As we think about the importance of preparing our children for an uncertain world, we have to weigh the potential impact of our activities on our kids. Things that seemed OK before we had kids suddenly take on new implications. I can still remember my parents deciding to do away with their liquor cabinet when I was very young, despite the fact that social drinking was still quite acceptable in their circles. They did the same with cigarettes. They made these decisions long before either activity fell into societal disfavor; they were just trying to set a good example.
For Karen and me, issues like those were pretty much already settled when the boys came along, but there were still some things that we needed to rethink. One of the biggies was that we thought we should start praying together every morning. I know, that seems like a no-brainer. After all, we were both brought up in Christian homes, we prayed before every meal (even when out in public at restaurants), and we each had a consistent personal prayer life. But for us, praying together, out loud, was a surprisingly difficult transition to make. So much of what we share in prayer is intensely private. I sometimes admitted things to God that I’d rather my wife didn’t know about. While I mostly just dropped to me knees every day to thank the Good Lord that I’d found her, there were admittedly times when I used my personal time with God to vent a little about how things were going between us. So what was I going to say when those things were on my heart and I was praying with Karen?

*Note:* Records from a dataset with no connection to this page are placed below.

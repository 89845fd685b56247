// ABOUTME: GitHub Actions style input provider.
// ABOUTME: Reads INPUT_<NAME> environment variables, including multi-line list inputs.

use crate::error::{Error, Result};

use super::ApiToken;

pub const TOKEN_INPUT: &str = "netlify-token";
pub const SITE_NAME_INPUT: &str = "site-name";
pub const SOURCE_FILE_INPUT: &str = "source-file";
pub const DESTINATION_PATH_INPUT: &str = "destination-path";

/// How an input should be read.
#[derive(Debug, Clone, Copy, Default)]
pub struct InputOptions {
    pub required: bool,
    pub trim_whitespace: bool,
}

impl InputOptions {
    pub const REQUIRED: InputOptions = InputOptions {
        required: true,
        trim_whitespace: true,
    };
}

/// Environment variable holding the input `name`.
///
/// Whitespace becomes `_` and the name is upper-cased; hyphens are kept,
/// so `site-name` is read from `INPUT_SITE-NAME`.
pub fn input_key(name: &str) -> String {
    let normalized: String = name
        .chars()
        .map(|c| if c.is_whitespace() { '_' } else { c })
        .collect();
    format!("INPUT_{}", normalized.to_uppercase())
}

/// Read a single-valued input.
///
/// A required input that is unset or blank fails with `MissingInput`.
pub fn get_input(name: &str, options: InputOptions) -> Result<String> {
    let raw = std::env::var(input_key(name)).unwrap_or_default();
    let value = if options.trim_whitespace {
        raw.trim().to_string()
    } else {
        raw
    };

    if options.required && value.trim().is_empty() {
        return Err(Error::MissingInput(name.to_string()));
    }

    Ok(value)
}

/// Read a multi-line input as one entry per non-empty line.
pub fn get_multiline_input(name: &str, options: InputOptions) -> Result<Vec<String>> {
    let value = get_input(
        name,
        InputOptions {
            required: options.required,
            trim_whitespace: false,
        },
    )?;

    let lines: Vec<String> = value
        .lines()
        .map(|line| {
            if options.trim_whitespace {
                line.trim().to_string()
            } else {
                line.to_string()
            }
        })
        .filter(|line| !line.trim().is_empty())
        .collect();

    if options.required && lines.is_empty() {
        return Err(Error::MissingInput(name.to_string()));
    }

    Ok(lines)
}

/// The four inputs the action is invoked with.
#[derive(Debug, Clone)]
pub struct ActionInputs {
    pub token: ApiToken,
    pub site_name: String,
    pub source_files: Vec<String>,
    pub destination_paths: Vec<String>,
}

impl ActionInputs {
    /// Read every input from the environment.
    ///
    /// `on_token` runs as soon as the token is known, before any other
    /// input is validated, so it can be masked from all later output.
    pub fn from_env(on_token: impl FnOnce(&ApiToken)) -> Result<Self> {
        let token = ApiToken::new(get_input(TOKEN_INPUT, InputOptions::REQUIRED)?);
        on_token(&token);

        Ok(Self {
            token,
            site_name: get_input(SITE_NAME_INPUT, InputOptions::REQUIRED)?,
            source_files: get_multiline_input(SOURCE_FILE_INPUT, InputOptions::REQUIRED)?,
            destination_paths: get_multiline_input(DESTINATION_PATH_INPUT, InputOptions::REQUIRED)?,
        })
    }
}

#[cfg(test)]
mod tests {
    use super::*;

    #[test]
    fn input_key_normalizes_name() {
        assert_eq!(input_key("site-name"), "INPUT_SITE-NAME");
        assert_eq!(input_key("my input"), "INPUT_MY_INPUT");
    }

    #[test]
    fn required_input_missing() {
        temp_env::with_var_unset("INPUT_UNIT-MISSING", || {
            let err = get_input("unit-missing", InputOptions::REQUIRED).unwrap_err();
            assert!(matches!(err, Error::MissingInput(ref name) if name == "unit-missing"));
        });
    }

    #[test]
    fn optional_input_defaults_to_empty() {
        temp_env::with_var_unset("INPUT_UNIT-OPTIONAL", || {
            let value = get_input("unit-optional", InputOptions::default()).unwrap();
            assert!(value.is_empty());
        });
    }

    #[test]
    fn whitespace_is_trimmed_on_request() {
        temp_env::with_var("INPUT_UNIT-TRIM", Some("  demo \n"), || {
            assert_eq!(get_input("unit-trim", InputOptions::REQUIRED).unwrap(), "demo");
            assert_eq!(
                get_input("unit-trim", InputOptions::default()).unwrap(),
                "  demo \n"
            );
        });
    }

    #[test]
    fn blank_required_input_is_missing() {
        temp_env::with_var("INPUT_UNIT-BLANK", Some("   "), || {
            assert!(get_input("unit-blank", InputOptions::REQUIRED).is_err());
        });
    }

    #[test]
    fn multiline_input_drops_blank_lines() {
        temp_env::with_var("INPUT_UNIT-LINES", Some(" a.txt\n\n b/c.txt \n"), || {
            let lines = get_multiline_input("unit-lines", InputOptions::REQUIRED).unwrap();
            assert_eq!(lines, vec!["a.txt", "b/c.txt"]);
        });
    }
}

“Hey, God. I’ve got some stuff I need to talk to you about later, when “you-know-who” isn’t listening”? :-)
Our prayer time together started awkwardly, but the more we did it the more comfortable we got being transparent with each other. We each still had our own one-on-one time with God, but the distinction between those two conversations became less and less as time went by. On the rare occasions when we “let the sun go down on our anger,” it was possible that in the morning I was going to have to listen while Karen brought the issue before the throne of God himself. It didn’t seem to bother her if “you-know-who” was listening. She wasn’t being spiteful; she was just sharing her heart and looking for wisdom. Talk about your humbling situations.
“Yes, Lord. I know we’re going to have to talk about what she said later…”

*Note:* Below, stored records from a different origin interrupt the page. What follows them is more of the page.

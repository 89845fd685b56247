// ABOUTME: Teardown of a deploy created by a failed run.
// ABOUTME: Cancels then deletes, each step bounded by a timeout, reporting both results.

use std::fmt;
use std::future::Future;
use std::time::Duration;

use crate::gateway::{GatewayError, HostingGateway};
use crate::types::DeployId;

use super::Deployment;
use super::state::OwnsDeploy;

/// What happened when tearing down a deploy.
///
/// Both steps are always attempted, so a failed cancel does not hide
/// whether the delete went through.
#[derive(Debug)]
pub struct RollbackOutcome {
    pub deploy: DeployId,
    pub cancelled: Result<(), GatewayError>,
    pub deleted: Result<(), GatewayError>,
}

impl RollbackOutcome {
    pub fn succeeded(&self) -> bool {
        self.cancelled.is_ok() && self.deleted.is_ok()
    }

    /// Failed steps, named by the action that failed.
    pub fn failures(&self) -> Vec<(&'static str, &GatewayError)> {
        let mut failures = Vec::new();
        if let Err(e) = &self.cancelled {
            failures.push(("cancel", e));
        }
        if let Err(e) = &self.deleted {
            failures.push(("delete", e));
        }
        failures
    }
}

impl fmt::Display for RollbackOutcome {
    fn fmt(&self, f: &mut fmt::Formatter<'_>) -> fmt::Result {
        if self.succeeded() {
            return write!(f, "deploy {} was cancelled and deleted", self.deploy);
        }
        for (i, (action, error)) in self.failures().into_iter().enumerate() {
            if i > 0 {
                f.write_str("; ")?;
            }
            write!(f, "failed to {} deploy {}: {}", action, self.deploy, error)?;
        }
        Ok(())
    }
}

/// Cancel and then delete `deploy`.
///
/// Not tied to any cancellation token: rollback runs to completion even
/// after the run itself was cancelled, bounded only by `timeout` per step.
pub async fn destroy_deploy<G>(gateway: &G, deploy: &DeployId, timeout: Duration) -> RollbackOutcome
where
    G: HostingGateway + ?Sized,
{
    tracing::debug!(deploy = %deploy, "rolling back deploy");

    let cancelled = bounded(deploy, timeout, gateway.cancel_deploy(deploy)).await;
    if let Err(e) = &cancelled {
        tracing::warn!(deploy = %deploy, error = %e, "failed to cancel deploy");
    }

    let deleted = bounded(deploy, timeout, gateway.delete_deploy(deploy)).await;
    if let Err(e) = &deleted {
        tracing::warn!(deploy = %deploy, error = %e, "failed to delete deploy");
    }

    RollbackOutcome {
        deploy: deploy.clone(),
        cancelled,
        deleted,
    }
}

async fn bounded<F>(deploy: &DeployId, timeout: Duration, call: F) -> Result<(), GatewayError>
where
    F: Future<Output = Result<(), GatewayError>>,
{
    tokio::time::timeout(timeout, call)
        .await
        .unwrap_or_else(|_| {
            Err(GatewayError::Timeout {
                deploy: deploy.to_string(),
                after: timeout,
            })
        })
}

impl<S: OwnsDeploy> Deployment<'_, S> {
    /// Tear down the deploy this run created.
    pub async fn rollback<G>(self, gateway: &G) -> RollbackOutcome
    where
        G: HostingGateway + ?Sized,
    {
        destroy_deploy(
            gateway,
            self.state.owned_deploy(),
            self.config.settings.rollback_timeout,
        )
        .await
    }
}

Another area of our lives that we thought needed attention was service. We professed to be Christians, and understood the call to take care of the “least of these”, but it always seemed like such a struggle to find the right opportunities for us to serve as a family. For a couple of years we did Christmas for families in the Habitat for Humanity program. The program assigned us to a family and gave us all the names, ages, and sizes for the kids. Then our family shopped for, wrapped, and delivered the presents. It was hugely satisfying and our boys really got into it, but it only lasted a week every year.

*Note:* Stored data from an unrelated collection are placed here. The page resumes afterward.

//! Relation inference between adjacent ranked activities.

use std::fmt;

use serde::{Deserialize, Serialize};

use crate::config::RelationThresholds;
use crate::fusion::RankedActivity;
use crate::types::ActivityKey;

/// Control-flow relation between two activities.
#[derive(Debug, Clone, Copy, PartialEq, Eq, Hash, Serialize, Deserialize)]
#[serde(rename_all = "lowercase")]
pub enum RelationKind {
    Sequence,
    Parallel,
    Choice,
}

impl RelationKind {
    #[must_use]
    pub const fn as_str(&self) -> &'static str {
        match self {
            Self::Sequence => "sequence",
            Self::Parallel => "parallel",
            Self::Choice => "choice",
        }
    }

    /// Classifies an absolute score difference.
    ///
    /// Bands are checked in order: `diff <= sequence`, then
    /// `sequence < diff <= parallel_max`, then `diff > choice`. A difference
    /// that falls in none of them (NaN, or a gap between `parallel_max` and
    /// `choice`) has no relation.
    pub fn classify(diff: f64, thresholds: &RelationThresholds) -> Option<Self> {
        if diff <= thresholds.sequence {
            Some(Self::Sequence)
        } else if thresholds.sequence < diff && diff <= thresholds.parallel_max {
            Some(Self::Parallel)
        } else if diff > thresholds.choice {
            Some(Self::Choice)
        } else {
            None
        }
    }
}

impl fmt::Display for RelationKind {
    fn fmt(&self, f: &mut fmt::Formatter<'_>) -> fmt::Result {
        f.write_str(self.as_str())
    }
}

/// A classified relation from one ranked activity to the next.
#[derive(Debug, Clone, PartialEq, Eq, Serialize, Deserialize)]
pub struct RelationEdge {
    pub source: ActivityKey,
    pub target: ActivityKey,
    pub kind: RelationKind,
}

impl RelationEdge {
    pub const fn new(source: ActivityKey, target: ActivityKey, kind: RelationKind) -> Self {
        Self {
            source,
            target,
            kind,
        }
    }
}

/// Classifies every adjacent pair of the ranking.
pub fn infer_relations(
    ranking: &[RankedActivity],
    thresholds: &RelationThresholds,
) -> Vec<RelationEdge> {
    ranking
        .windows(2)
        .filter_map(|pair| {
            let (current, next) = (&pair[0], &pair[1]);
            let diff = (next.score - current.score).abs();
            let kind = RelationKind::classify(diff, thresholds);
            if kind.is_none() {
                tracing::debug!(
                    source = %current.activity,
                    target = %next.activity,
                    diff,
                    "score difference matches no relation"
                );
            }
            kind.map(|kind| {
                RelationEdge::new(current.activity.clone(), next.activity.clone(), kind)
            })
        })
        .collect()
}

Eventually we discovered that our local rescue mission needed people to help serve meals. The mission is not in the best part of town, and the thought of taking our young boys down there was a little concerning, but we decided to give it a try. It wasn’t so bad, and we even met another volunteer there named Steve who was a lot of fun to be around. So we went again. And again. We started to make it a part of our routine every Wednesday afternoon.
We grew more and more comfortable with the clientele as time went by, but we always kept an eye on the boys, particularly Philip who was only about seven years old. One night Philip was carrying around a pitcher and refilling glasses of tea. He approached one table, which seated eight men, and began filling a particular man’s glass. Being only seven, the pitcher was a handful and Philip accidentally tipped over the glass. The owner of the glass, who was not entirely sober, was infuriated and began yelling. We were some distance away at serving line and thought we were about to regret our decision to allow our youngest to venture out from behind the counter, and maybe even our decision to come to the mission at all. That was until the other seven men at the table all jumped up and surrounded the angry man, protecting Philip.
We decided then that our boys were probably pretty safe.
As we got to know some of the ladies at the mission we learned that their kids needed supplies for the start of the new school year. So, Karen organized a drive at our church, coordinating with Sunday school classes to adopt the kids and buy what they needed. We did it again the following year. Now it’s taken on a life of its own and happens every year.
We got to know the folks who worked in the kitchen and began to see our role was as much to minister to them as it was to serve the folks who were coming to the mission. Some of our deepest friendships have been with those people.
We still go to the mission every Wednesday night. Steve still comes too. We’ve seen the kitchen staff change-over several times now because our Wednesday nights at the mission span almost ten years.
Karen and I still pray together every morning, too.
We started by doing things because we thought they would be good examples for our boys. After a while we changed our routine to include those things. Then we started scheduling other things around them.
Before we knew it, we were doing them because they were a part of our lives.